Natural Language Processing
If the company deals with text data, you can expect some questions on NLP and Information Retrieval:
- What is NLP? How is it related to Machine Learning?
- How would you turn unstructured text data into structured data usable for ML models?
- What is the Vector Space Model?
- What is TF-IDF?
- Which distances and similarity measures can we use to compare documents? What is cosine similarity?
- Why do we remove stop words? When do we not remove them?
- Language Models. What is -Grams?
- Are all features equally good?
- What are the downfalls of using too many or too few variables?
- How many features should you use? How do you select the best features?
- What is Feature Selection and why do we need it?
- Describe several feature selection methods. Are these methods depend on the model or not?
- You have built several different models. How would you select the best one?
- You have one model and want to find the best set of parameters for this model. How would you do that?
- How would you look for the best parameters? Do you know something else apart from grid search?
- What is Cross-Validation?
- What is 10-Fold CV?
- What is the difference between holding out a validation set and doing 10-Fold CV?
- How do you know if your model overfits?
- How do you assess the results of a logistic regression?
- Which evaluation metrics you know? Something apart from accuracy?
- Which is better: Too many false positives or too many false negatives?
- What precision and recall are?
- What is a ROC curve? What is AU ROC (AUC)? How to interpret the curve and AU ROC?
- Do you know about Concordance or Lift?
- You have a marketing campaign and you want to send emails to users. You developed a model for predicting if a user will reply or not.

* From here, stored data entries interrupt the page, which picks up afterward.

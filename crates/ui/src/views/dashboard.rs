use dioxus::prelude::*;
use dioxus_router::{Link, use_navigator};

use guidance_core::progress::{SortMode, filter_by_domain, sort_paths};

use crate::context::AppContext;
use crate::routes::Route;
use crate::views::{ViewError, ViewState, view_state_from_resource};
use crate::vm::{
    DeadlineRowVm, PathCardVm, StatTilesVm, map_deadline_rows, map_path_cards, map_stat_tiles,
};

#[derive(Clone, Debug, PartialEq)]
struct DashboardData {
    tiles: StatTilesVm,
    cards: Vec<PathCardVm>,
    deadlines: Vec<DeadlineRowVm>,
}

#[component]
pub fn DashboardView() -> Element {
    let ctx = use_context::<AppContext>();
    let navigator = use_navigator();
    let paths_service = ctx.paths();
    let today = ctx.clock().today();
    let mut search = use_signal(String::new);
    let mut sort_mode = use_signal(SortMode::default);

    let resource = use_resource(move || {
        let paths_service = paths_service.clone();
        let query = search();
        let mode = sort_mode();
        async move {
            let all = paths_service
                .list_paths()
                .await
                .map_err(ViewError::from)?;
            // Tiles and deadlines always cover everything; the card grid
            // reflects the search and sort controls.
            let tiles = map_stat_tiles(&all);
            let deadlines = map_deadline_rows(&all, today, 5);
            let mut visible = filter_by_domain(&all, &query);
            sort_paths(&mut visible, mode);
            let cards = map_path_cards(&visible, today);
            Ok::<_, ViewError>(DashboardData {
                tiles,
                cards,
                deadlines,
            })
        }
    });

    let state = view_state_from_resource(&resource);
    let sort_value = sort_mode().as_str();
    if let ViewState::Error(err) = &state {
        if err.is_unauthorized() {
            navigator.replace(Route::Login {});
            return rsx! {};
        }
    }

    rsx! {
        div { class: "page dashboard-page",
            header { class: "view-header",
                h2 { class: "view-title", "Dashboard" }
                button {
                    class: "btn btn-secondary",
                    r#type: "button",
                    onclick: move |_| {
                        let mut resource = resource;
                        resource.restart();
                    },
                    "Refresh"
                }
            }
            div { class: "dashboard-controls",
                input {
                    class: "search-input",
                    r#type: "text",
                    placeholder: "Filter by domain...",
                    value: "{search()}",
                    oninput: move |evt| search.set(evt.value()),
                }
                select {
                    value: "{sort_value}",
                    onchange: move |evt| sort_mode.set(SortMode::from_value(&evt.value())),
                    option { value: "recent", "Most recent" }
                    option { value: "alphabetical", "A to Z" }
                    option { value: "progress", "Progress" }
                }
            }
            match state {
                ViewState::Idle | ViewState::Loading => rsx! {
                    p { "Loading..." }
                },
                ViewState::Error(err) => rsx! {
                    p { class: "error-banner", "{err.message()}" }
                    button {
                        class: "btn btn-secondary",
                        r#type: "button",
                        onclick: move |_| {
                            let mut resource = resource;
                            resource.restart();
                        },
                        "Retry"
                    }
                },
                ViewState::Ready(data) => rsx! {
                    div { class: "stat-tiles",
                        StatTile { label: "Paths", value: data.tiles.paths.clone() }
                        StatTile { label: "Topics", value: data.tiles.topics.clone() }
                        StatTile { label: "Completed", value: data.tiles.completed.clone() }
                        StatTile { label: "Failed", value: data.tiles.failed.clone() }
                        StatTile { label: "Pending", value: data.tiles.pending.clone() }
                        StatTile { label: "Overall", value: data.tiles.progress.clone() }
                    }

                    section { class: "path-grid-section",
                        h3 { "Your learning paths" }
                        if data.cards.is_empty() {
                            p { class: "empty-note",
                                "No paths here yet. "
                                Link { to: Route::CreatePath {}, "Create one" }
                                " to get started."
                            }
                        } else {
                            div { class: "path-grid",
                                for card in data.cards {
                                    PathCard { card }
                                }
                            }
                        }
                    }

                    section { class: "deadline-section",
                        h3 { "Upcoming deadlines" }
                        if data.deadlines.is_empty() {
                            p { class: "empty-note", "Nothing pending." }
                        } else {
                            ul { class: "deadline-list",
                                for row in data.deadlines {
                                    li { class: if row.overdue { "deadline deadline--overdue" } else { "deadline" },
                                        span { class: "deadline-topic", "{row.topic}" }
                                        span { class: "deadline-domain", "{row.domain}" }
                                        span { class: "deadline-date", "{row.due_str}" }
                                        if row.overdue {
                                            span { class: "badge badge--overdue", "Overdue" }
                                        }
                                    }
                                }
                            }
                        }
                    }
                },
            }
        }
    }
}

#[component]
fn StatTile(label: &'static str, value: String) -> Element {
    rsx! {
        div { class: "stat-tile",
            span { class: "stat-value", "{value}" }
            span { class: "stat-label", "{label}" }
        }
    }
}

#[component]
fn PathCard(card: PathCardVm) -> Element {
    rsx! {
        Link { class: "path-card", to: Route::PathDetails { path_id: card.id },
            h4 { class: "path-card-domain", "{card.domain}" }
            div { class: "progress-bar",
                div { class: "progress-fill", style: "width: {card.percent}%" }
            }
            p { class: "path-card-progress", "{card.progress_label} ({card.percent}%)" }
            p { class: if card.next_overdue { "path-card-next path-card-next--overdue" } else { "path-card-next" },
                "{card.next_label}"
            }
            if card.overdue_count > 0 {
                span { class: "badge badge--overdue", "{card.overdue_count} overdue" }
            }
            if let Some(created) = card.created_str.as_ref() {
                span { class: "path-card-created", "Started {created}" }
            }
        }
    }
}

How can you evaluate this model? Is there a chart you can use?
Curse of Dimensionality
- What is Curse of Dimensionality? How does it affect distance and similarity measures?
- What are the problems of large feature space? How does it affect different models, e.g. OLS? What about computational complexity?
- What dimensionality reductions can be used for preprocessing the data?
- What is the difference between density-sparse data and dimensionally-sparse data?
- You are training an image classifier with limited data. What are some ways you can augment your dataset?
Knowledge in Computer Science is as important for Data Science as knowledge in Machine Learning. So you may get the same type of questions as for any software developer position, but possibly with lower expectations on your answers.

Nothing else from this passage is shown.